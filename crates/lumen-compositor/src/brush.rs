use std::sync::Arc;

use bytemuck::{Pod, Zeroable};
use lumen_gfx::wgpu;

use crate::atlas::AtlasOffset;

/// Where a surface's atlas slot lands on screen, as the quad the brush draws.
///
/// `dst` is the clip-space rectangle (left, top, right, bottom), `uv` the
/// matching texture rectangle within the atlas. Content is drawn at its
/// natural pixel size, centered; anything past the viewport edge is clipped
/// by the rasterizer.
#[derive(Clone, Copy, Debug, PartialEq)]
pub struct BrushPlacement {
    pub dst: [f32; 4],
    pub uv: [f32; 4],
}

impl BrushPlacement {
    pub fn centered(
        viewport: (u32, u32),
        content: (u32, u32),
        offset: AtlasOffset,
        atlas: (u32, u32),
    ) -> Self {
        let (vw, vh) = (viewport.0.max(1) as f32, viewport.1.max(1) as f32);
        let (cw, ch) = (content.0 as f32, content.1 as f32);
        let (aw, ah) = (atlas.0.max(1) as f32, atlas.1.max(1) as f32);
        // Half-extents in clip space; a content dimension equal to the
        // viewport's spans the full -1..1 range.
        let hw = cw / vw;
        let hh = ch / vh;
        let u0 = offset.x as f32 / aw;
        let v0 = offset.y as f32 / ah;
        let u1 = (offset.x as f32 + cw) / aw;
        let v1 = (offset.y as f32 + ch) / ah;
        Self {
            dst: [-hw, hh, hw, -hh],
            uv: [u0, v0, u1, v1],
        }
    }
}

#[repr(C)]
#[derive(Clone, Copy, Debug, Pod, Zeroable)]
struct BrushUniform {
    dst: [f32; 4],
    uv: [f32; 4],
}

/// Draws one atlas slot as a textured quad over the swapchain.
pub struct SurfaceBrush {
    pipeline: wgpu::RenderPipeline,
    bgl: wgpu::BindGroupLayout,
    sampler: wgpu::Sampler,
    uniform: wgpu::Buffer,
}

impl SurfaceBrush {
    pub fn new(device: Arc<wgpu::Device>, target_format: wgpu::TextureFormat) -> Self {
        let shader = device.create_shader_module(wgpu::ShaderModuleDescriptor {
            label: Some("brush-shader"),
            source: wgpu::ShaderSource::Wgsl(lumen_shaders::BRUSH_WGSL.into()),
        });

        let bgl = device.create_bind_group_layout(&wgpu::BindGroupLayoutDescriptor {
            label: Some("brush-bgl"),
            entries: &[
                wgpu::BindGroupLayoutEntry {
                    binding: 0,
                    visibility: wgpu::ShaderStages::VERTEX,
                    ty: wgpu::BindingType::Buffer {
                        ty: wgpu::BufferBindingType::Uniform,
                        has_dynamic_offset: false,
                        min_binding_size: std::num::NonZeroU64::new(32),
                    },
                    count: None,
                },
                wgpu::BindGroupLayoutEntry {
                    binding: 1,
                    visibility: wgpu::ShaderStages::FRAGMENT,
                    ty: wgpu::BindingType::Texture {
                        sample_type: wgpu::TextureSampleType::Float { filterable: true },
                        view_dimension: wgpu::TextureViewDimension::D2,
                        multisampled: false,
                    },
                    count: None,
                },
                wgpu::BindGroupLayoutEntry {
                    binding: 2,
                    visibility: wgpu::ShaderStages::FRAGMENT,
                    ty: wgpu::BindingType::Sampler(wgpu::SamplerBindingType::Filtering),
                    count: None,
                },
            ],
        });

        let layout = device.create_pipeline_layout(&wgpu::PipelineLayoutDescriptor {
            label: Some("brush-pipeline-layout"),
            bind_group_layouts: &[&bgl],
            push_constant_ranges: &[],
        });

        let pipeline = device.create_render_pipeline(&wgpu::RenderPipelineDescriptor {
            label: Some("brush-pipeline"),
            layout: Some(&layout),
            vertex: wgpu::VertexState {
                module: &shader,
                entry_point: "vs_main",
                buffers: &[],
            },
            fragment: Some(wgpu::FragmentState {
                module: &shader,
                entry_point: "fs_main",
                targets: &[Some(wgpu::ColorTargetState {
                    format: target_format,
                    blend: Some(wgpu::BlendState::ALPHA_BLENDING),
                    write_mask: wgpu::ColorWrites::ALL,
                })],
            }),
            primitive: wgpu::PrimitiveState {
                topology: wgpu::PrimitiveTopology::TriangleStrip,
                ..Default::default()
            },
            depth_stencil: None,
            multisample: wgpu::MultisampleState::default(),
            multiview: None,
        });

        // 1:1 presentation, so nearest sampling keeps pixels exact.
        let sampler = device.create_sampler(&wgpu::SamplerDescriptor {
            label: Some("brush-sampler"),
            mag_filter: wgpu::FilterMode::Nearest,
            min_filter: wgpu::FilterMode::Nearest,
            mipmap_filter: wgpu::FilterMode::Nearest,
            address_mode_u: wgpu::AddressMode::ClampToEdge,
            address_mode_v: wgpu::AddressMode::ClampToEdge,
            address_mode_w: wgpu::AddressMode::ClampToEdge,
            ..Default::default()
        });

        let uniform = device.create_buffer(&wgpu::BufferDescriptor {
            label: Some("brush-uniform"),
            size: std::mem::size_of::<BrushUniform>() as u64,
            usage: wgpu::BufferUsages::UNIFORM | wgpu::BufferUsages::COPY_DST,
            mapped_at_creation: false,
        });

        Self {
            pipeline,
            bgl,
            sampler,
            uniform,
        }
    }

    pub fn set_placement(&self, queue: &wgpu::Queue, placement: BrushPlacement) {
        let uniform = BrushUniform {
            dst: placement.dst,
            uv: placement.uv,
        };
        queue.write_buffer(&self.uniform, 0, bytemuck::bytes_of(&uniform));
    }

    pub fn bind_group(
        &self,
        device: &wgpu::Device,
        atlas_view: &wgpu::TextureView,
    ) -> wgpu::BindGroup {
        device.create_bind_group(&wgpu::BindGroupDescriptor {
            label: Some("brush-bg"),
            layout: &self.bgl,
            entries: &[
                wgpu::BindGroupEntry {
                    binding: 0,
                    resource: self.uniform.as_entire_binding(),
                },
                wgpu::BindGroupEntry {
                    binding: 1,
                    resource: wgpu::BindingResource::TextureView(atlas_view),
                },
                wgpu::BindGroupEntry {
                    binding: 2,
                    resource: wgpu::BindingResource::Sampler(&self.sampler),
                },
            ],
        })
    }

    pub fn record<'a>(&'a self, pass: &mut wgpu::RenderPass<'a>, bg: &'a wgpu::BindGroup) {
        pass.set_pipeline(&self.pipeline);
        pass.set_bind_group(0, bg, &[]);
        pass.draw(0..4, 0..1);
    }
}

#[cfg(test)]
mod tests {
    use super::*;

    #[test]
    fn test_centered_quad_for_half_size_content() {
        let p = BrushPlacement::centered(
            (800, 600),
            (400, 300),
            AtlasOffset { x: 0, y: 0 },
            (1024, 1024),
        );
        assert_eq!(p.dst, [-0.5, 0.5, 0.5, -0.5]);
        assert_eq!(p.uv, [0.0, 0.0, 400.0 / 1024.0, 300.0 / 1024.0]);
    }

    #[test]
    fn test_uv_tracks_atlas_offset() {
        let p = BrushPlacement::centered(
            (800, 600),
            (256, 128),
            AtlasOffset { x: 512, y: 256 },
            (1024, 1024),
        );
        assert_eq!(p.uv, [0.5, 0.25, 0.75, 0.375]);
    }

    #[test]
    fn test_full_viewport_content_spans_clip_space() {
        let p = BrushPlacement::centered(
            (640, 480),
            (640, 480),
            AtlasOffset { x: 0, y: 0 },
            (1024, 1024),
        );
        assert_eq!(p.dst, [-1.0, 1.0, 1.0, -1.0]);
    }

    #[test]
    fn test_oversized_content_overhangs_evenly() {
        // Larger than the viewport: the quad extends past clip space by the
        // same amount on both sides and the rasterizer clips it.
        let p = BrushPlacement::centered(
            (400, 400),
            (800, 400),
            AtlasOffset { x: 0, y: 0 },
            (1024, 1024),
        );
        assert_eq!(p.dst, [-2.0, 1.0, 2.0, -1.0]);
    }
}
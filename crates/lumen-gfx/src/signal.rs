use std::sync::{Arc, Condvar, Mutex};
use std::time::Duration;

/// Manual-reset event used to announce device removal.
///
/// One signal lives for the whole process and serves each device in turn:
/// the removal callback of the current device sets it, the recovery loop
/// resets it before rebuilding so the same signal can serve the replacement
/// device. Clones share the same underlying event.
#[derive(Clone)]
pub struct RemovalSignal {
    inner: Arc<Inner>,
}

struct Inner {
    set: Mutex<bool>,
    cond: Condvar,
}

impl RemovalSignal {
    pub fn new() -> Self {
        Self {
            inner: Arc::new(Inner {
                set: Mutex::new(false),
                cond: Condvar::new(),
            }),
        }
    }

    /// Signal the event. Stays set until [`reset`](Self::reset) is called.
    pub fn set(&self) {
        let mut set = self.inner.set.lock().unwrap();
        *set = true;
        self.inner.cond.notify_all();
    }

    /// Re-arm the event for the next device.
    pub fn reset(&self) {
        *self.inner.set.lock().unwrap() = false;
    }

    pub fn is_set(&self) -> bool {
        *self.inner.set.lock().unwrap()
    }

    /// Block the calling thread until the event is set.
    pub fn wait(&self) {
        let mut set = self.inner.set.lock().unwrap();
        while !*set {
            set = self.inner.cond.wait(set).unwrap();
        }
    }

    /// Block until the event is set or the timeout elapses. Returns whether
    /// the event was set.
    pub fn wait_timeout(&self, timeout: Duration) -> bool {
        let mut set = self.inner.set.lock().unwrap();
        let deadline = std::time::Instant::now() + timeout;
        while !*set {
            let now = std::time::Instant::now();
            if now >= deadline {
                return false;
            }
            let (guard, res) = self.inner.cond.wait_timeout(set, deadline - now).unwrap();
            set = guard;
            if res.timed_out() && !*set {
                return false;
            }
        }
        true
    }
}

impl Default for RemovalSignal {
    fn default() -> Self {
        Self::new()
    }
}

#[cfg(test)]
mod tests {
    use super::*;
    use std::time::Duration;

    #[test]
    fn test_set_wakes_waiter() {
        let signal = RemovalSignal::new();
        let waiter = signal.clone();
        let handle = std::thread::spawn(move || {
            waiter.wait();
            true
        });
        std::thread::sleep(Duration::from_millis(20));
        signal.set();
        assert!(handle.join().unwrap());
    }

    #[test]
    fn test_manual_reset_semantics() {
        let signal = RemovalSignal::new();
        assert!(!signal.is_set());
        signal.set();
        // Stays set until explicitly reset; a wait on a set signal returns
        // immediately.
        assert!(signal.is_set());
        signal.wait();
        assert!(signal.is_set());
        signal.reset();
        assert!(!signal.is_set());
    }

    #[test]
    fn test_reusable_after_reset() {
        let signal = RemovalSignal::new();
        signal.set();
        signal.reset();
        assert!(!signal.wait_timeout(Duration::from_millis(10)));
        signal.set();
        assert!(signal.wait_timeout(Duration::from_millis(10)));
    }
}
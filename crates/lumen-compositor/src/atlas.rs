/// Offset of a surface's pixels within the shared atlas texture.
#[derive(Clone, Copy, Debug, Default, Eq, PartialEq)]
pub struct AtlasOffset {
    pub x: u32,
    pub y: u32,
}

struct Shelf {
    y: u32,
    height: u32,
    cursor_x: u32,
}

/// Shelf packer for the atlas backing texture.
///
/// Surfaces are placed left to right on horizontal shelves; a new shelf opens
/// below the last one when no existing shelf fits. There is no per-slot free:
/// the registry re-places every surface from a clean allocator when space
/// runs out, which is what makes atlas offsets unstable across draw sessions.
pub struct AtlasAllocator {
    width: u32,
    height: u32,
    shelves: Vec<Shelf>,
    next_shelf_y: u32,
}

impl AtlasAllocator {
    pub fn new(width: u32, height: u32) -> Self {
        Self {
            width,
            height,
            shelves: Vec::new(),
            next_shelf_y: 0,
        }
    }

    pub fn size(&self) -> (u32, u32) {
        (self.width, self.height)
    }

    /// Allocate a `width` x `height` slot, or `None` when the atlas is full.
    pub fn allocate(&mut self, width: u32, height: u32) -> Option<AtlasOffset> {
        if width == 0 || height == 0 || width > self.width || height > self.height {
            return None;
        }
        for shelf in &mut self.shelves {
            if shelf.height >= height && shelf.cursor_x + width <= self.width {
                let offset = AtlasOffset {
                    x: shelf.cursor_x,
                    y: shelf.y,
                };
                shelf.cursor_x += width;
                return Some(offset);
            }
        }
        if self.next_shelf_y + height > self.height {
            return None;
        }
        let offset = AtlasOffset {
            x: 0,
            y: self.next_shelf_y,
        };
        self.shelves.push(Shelf {
            y: self.next_shelf_y,
            height,
            cursor_x: width,
        });
        self.next_shelf_y += height;
        Some(offset)
    }

    /// Forget all placements. Used before re-placing every surface.
    pub fn reset(&mut self) {
        self.shelves.clear();
        self.next_shelf_y = 0;
    }

    /// Reset with a new backing size (after the atlas texture was grown).
    pub fn reset_with_size(&mut self, width: u32, height: u32) {
        self.width = width;
        self.height = height;
        self.reset();
    }
}

#[cfg(test)]
mod tests {
    use super::*;

    #[test]
    fn test_offsets_stay_in_bounds() {
        let mut alloc = AtlasAllocator::new(256, 256);
        for _ in 0..4 {
            let off = alloc.allocate(100, 50).unwrap();
            assert!(off.x + 100 <= 256);
            assert!(off.y + 50 <= 256);
        }
    }

    #[test]
    fn test_allocations_do_not_overlap() {
        let mut alloc = AtlasAllocator::new(256, 256);
        let a = alloc.allocate(100, 50).unwrap();
        let b = alloc.allocate(100, 50).unwrap();
        let disjoint_x = a.x + 100 <= b.x || b.x + 100 <= a.x;
        let disjoint_y = a.y + 50 <= b.y || b.y + 50 <= a.y;
        assert!(disjoint_x || disjoint_y);
    }

    #[test]
    fn test_full_atlas_returns_none() {
        let mut alloc = AtlasAllocator::new(64, 64);
        assert!(alloc.allocate(64, 64).is_some());
        assert!(alloc.allocate(1, 1).is_none());
    }

    #[test]
    fn test_oversized_request_fails() {
        let mut alloc = AtlasAllocator::new(64, 64);
        assert!(alloc.allocate(65, 1).is_none());
        assert!(alloc.allocate(0, 10).is_none());
    }

    #[test]
    fn test_reset_reclaims_space() {
        let mut alloc = AtlasAllocator::new(64, 64);
        assert!(alloc.allocate(64, 64).is_some());
        alloc.reset();
        assert_eq!(alloc.allocate(64, 64), Some(AtlasOffset { x: 0, y: 0 }));
    }
}
use std::path::Path;
use std::sync::{Arc, Mutex};

use anyhow::{Context, Result};
use lumen_compositor::{BrushPlacement, GraphicsDevice, SurfaceBrush, SurfaceId, spawn_recovery};
use lumen_gfx::wgpu;
use lumen_gfx::{
    DeviceProvider, PixelFormat, WgpuDeviceProvider, decode_file, make_surface_config, upload_image,
};
use winit::dpi::LogicalSize;
use winit::event::{Event, WindowEvent};
use winit::event_loop::EventLoopBuilder;
use winit::window::WindowBuilder;

/// Loaded from the working directory, like the rest of the demo assets.
const IMAGE_FILE: &str = "tripphoto1.jpg";

#[derive(Debug)]
enum AppEvent {
    /// The recovery thread swapped in a replacement device and the image was
    /// re-uploaded; the frame needs redrawing with the new resources.
    DeviceReplaced,
    RecoveryFailed(String),
}

/// Decode the demo image, upload it to a fresh texture and copy that into the
/// drawing surface. Runs once at startup and again after every device
/// replacement.
fn load_image(graphics: &mut GraphicsDevice, id: SurfaceId) -> Result<()> {
    let image = decode_file(Path::new(IMAGE_FILE))
        .with_context(|| format!("loading {IMAGE_FILE} from the working directory"))?;
    let context = graphics.context().clone();
    let texture = upload_image(context.device(), context.queue(), &image)
        .map_err(|err| anyhow::anyhow!("{err}"))?;
    graphics.copy_into_surface(id, &texture)
}

fn main() -> Result<()> {
    env_logger::init();

    let event_loop = EventLoopBuilder::<AppEvent>::with_user_event().build()?;
    let proxy = event_loop.create_proxy();
    let window = WindowBuilder::new()
        .with_title("CompositionImageDemo")
        .with_inner_size(LogicalSize::new(800.0, 600.0))
        .build(&event_loop)?;
    // Leak the window to satisfy wgpu surface lifetime; event loop never returns.
    let window: &'static winit::window::Window = Box::leak(Box::new(window));

    let instance = Arc::new(wgpu::Instance::default());
    let surface = Arc::new(instance.create_surface(window)?);

    let provider = WgpuDeviceProvider::new(instance.clone(), surface.clone());
    let context = provider.create_context()?;

    let mut size = window.inner_size();
    let mut config = make_surface_config(context.adapter(), &surface, size.width, size.height);
    surface.configure(context.device(), &config);

    let atlas_format = PixelFormat::Rgba8UnormSrgb.to_wgpu();
    let graphics = Arc::new(Mutex::new(GraphicsDevice::new(context.clone(), atlas_format)));

    // The surface starts as a 1x1 placeholder; the copy resizes it to the
    // image's exact dimensions.
    let image_surface = {
        let mut g = graphics.lock().unwrap();
        let id = g.create_drawing_surface(1, 1)?;
        load_image(&mut g, id)?;

        let replaced_proxy = proxy.clone();
        g.on_rendering_device_replaced(Box::new(move |g| {
            load_image(g, id)?;
            let _ = replaced_proxy.send_event(AppEvent::DeviceReplaced);
            Ok(())
        }));
        id
    };

    let fatal_proxy = proxy.clone();
    let _recovery = spawn_recovery(
        context.clone(),
        provider.clone(),
        graphics.clone(),
        Arc::new(move |err| {
            let _ = fatal_proxy.send_event(AppEvent::RecoveryFailed(format!("{err:#}")));
        }),
    );

    let mut brush = SurfaceBrush::new(context.device_arc(), config.format);
    let mut brush_generation = context.generation();
    drop(context);

    // Filled in when recovery gives up, so the process can exit non-zero
    // after the loop unwinds.
    let fatal: Arc<Mutex<Option<String>>> = Arc::new(Mutex::new(None));
    let fatal_slot = fatal.clone();

    event_loop.run(move |event, target| match event {
        Event::WindowEvent {
            event: WindowEvent::CloseRequested,
            window_id,
        } if window_id == window.id() => {
            target.exit();
        }
        Event::WindowEvent {
            event: WindowEvent::Resized(new_size),
            window_id,
        } if window_id == window.id() => {
            size = new_size;
            if size.width > 0 && size.height > 0 {
                let g = graphics.lock().unwrap();
                config = make_surface_config(g.context().adapter(), &surface, size.width, size.height);
                surface.configure(g.context().device(), &config);
            }
            window.request_redraw();
        }
        Event::WindowEvent {
            event: WindowEvent::RedrawRequested,
            window_id,
        } if window_id == window.id() => {
            if size.width == 0 || size.height == 0 {
                return;
            }
            let g = graphics.lock().unwrap();

            // A replacement device means every frame resource is stale: the
            // swapchain, the brush pipeline and its atlas binding.
            if g.generation() != brush_generation {
                config = make_surface_config(g.context().adapter(), &surface, size.width, size.height);
                surface.configure(g.context().device(), &config);
                brush = SurfaceBrush::new(g.context().device_arc(), config.format);
                brush_generation = g.generation();
            }

            match surface.get_current_texture() {
                Ok(frame) => {
                    let view = frame
                        .texture
                        .create_view(&wgpu::TextureViewDescriptor::default());
                    let bg = match (
                        g.surface_size(image_surface),
                        g.surface_offset(image_surface),
                    ) {
                        (Some(content), Some(offset)) => {
                            let placement = BrushPlacement::centered(
                                (size.width, size.height),
                                content,
                                offset,
                                g.atlas_size(),
                            );
                            brush.set_placement(g.context().queue(), placement);
                            Some(brush.bind_group(g.context().device(), g.atlas_view()))
                        }
                        _ => None,
                    };
                    let mut encoder = g.context().device().create_command_encoder(
                        &wgpu::CommandEncoderDescriptor {
                            label: Some("frame-encoder"),
                        },
                    );
                    {
                        let mut pass = encoder.begin_render_pass(&wgpu::RenderPassDescriptor {
                            label: Some("frame-pass"),
                            color_attachments: &[Some(wgpu::RenderPassColorAttachment {
                                view: &view,
                                resolve_target: None,
                                ops: wgpu::Operations {
                                    load: wgpu::LoadOp::Clear(wgpu::Color::WHITE),
                                    store: wgpu::StoreOp::Store,
                                },
                            })],
                            depth_stencil_attachment: None,
                            timestamp_writes: None,
                            occlusion_query_set: None,
                        });
                        if let Some(bg) = &bg {
                            brush.record(&mut pass, bg);
                        }
                    }
                    g.context().queue().submit(std::iter::once(encoder.finish()));
                    frame.present();
                }
                Err(err) => {
                    log::warn!("swapchain frame unavailable ({err}); reconfiguring");
                    config = make_surface_config(g.context().adapter(), &surface, size.width, size.height);
                    surface.configure(g.context().device(), &config);
                }
            }
        }
        Event::UserEvent(AppEvent::DeviceReplaced) => {
            window.request_redraw();
        }
        Event::UserEvent(AppEvent::RecoveryFailed(message)) => {
            log::error!("device recovery failed: {message}");
            *fatal_slot.lock().unwrap() = Some(message);
            target.exit();
        }
        Event::AboutToWait => {
            window.request_redraw();
        }
        _ => {}
    })?;

    if let Some(message) = fatal.lock().unwrap().take() {
        anyhow::bail!("device recovery failed: {message}");
    }
    Ok(())
}
//! lumen-shaders: WGSL shader sources.

/// Surface brush: draws a sub-rectangle of the atlas texture as a quad.
///
/// `dst` is the target rectangle in clip space (x0, y0, x1, y1), `uv` the
/// source rectangle in normalized atlas coordinates. Drawn as a 4-vertex
/// triangle strip with no vertex buffer.
pub const BRUSH_WGSL: &str = r#"
struct BrushUniform {
    dst: vec4<f32>,
    uv: vec4<f32>,
};

@group(0) @binding(0) var<uniform> brush: BrushUniform;
@group(0) @binding(1) var atlas_tex: texture_2d<f32>;
@group(0) @binding(2) var atlas_samp: sampler;

struct VsOut {
    @builtin(position) pos: vec4<f32>,
    @location(0) uv: vec2<f32>,
};

@vertex
fn vs_main(@builtin(vertex_index) idx: u32) -> VsOut {
    // Strip order: (0,0) (1,0) (0,1) (1,1)
    let corner = vec2<f32>(f32(idx & 1u), f32(idx >> 1u));
    var out: VsOut;
    out.pos = vec4<f32>(mix(brush.dst.xy, brush.dst.zw, corner), 0.0, 1.0);
    out.uv = mix(brush.uv.xy, brush.uv.zw, corner);
    return out;
}

@fragment
fn fs_main(inp: VsOut) -> @location(0) vec4<f32> {
    return textureSample(atlas_tex, atlas_samp, inp.uv);
}
"#;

_____

_What is required_:
Your output should consist solely of the lines from the beginning of the entries through the line containing "is the clip-space", reproduced exactly.

_Solution to the exercise_:
filename crates/lumen-compositor/src/brush.rs
use std::sync::Arc;

use bytemuck::{Pod, Zeroable};
use lumen_gfx::wgpu;

use crate::atlas::AtlasOffset;

/// Where a surface's atlas slot lands on screen, as the quad the brush draws.
///
/// `dst` is the clip-space rectangle (left, top, right, bottom), `uv` the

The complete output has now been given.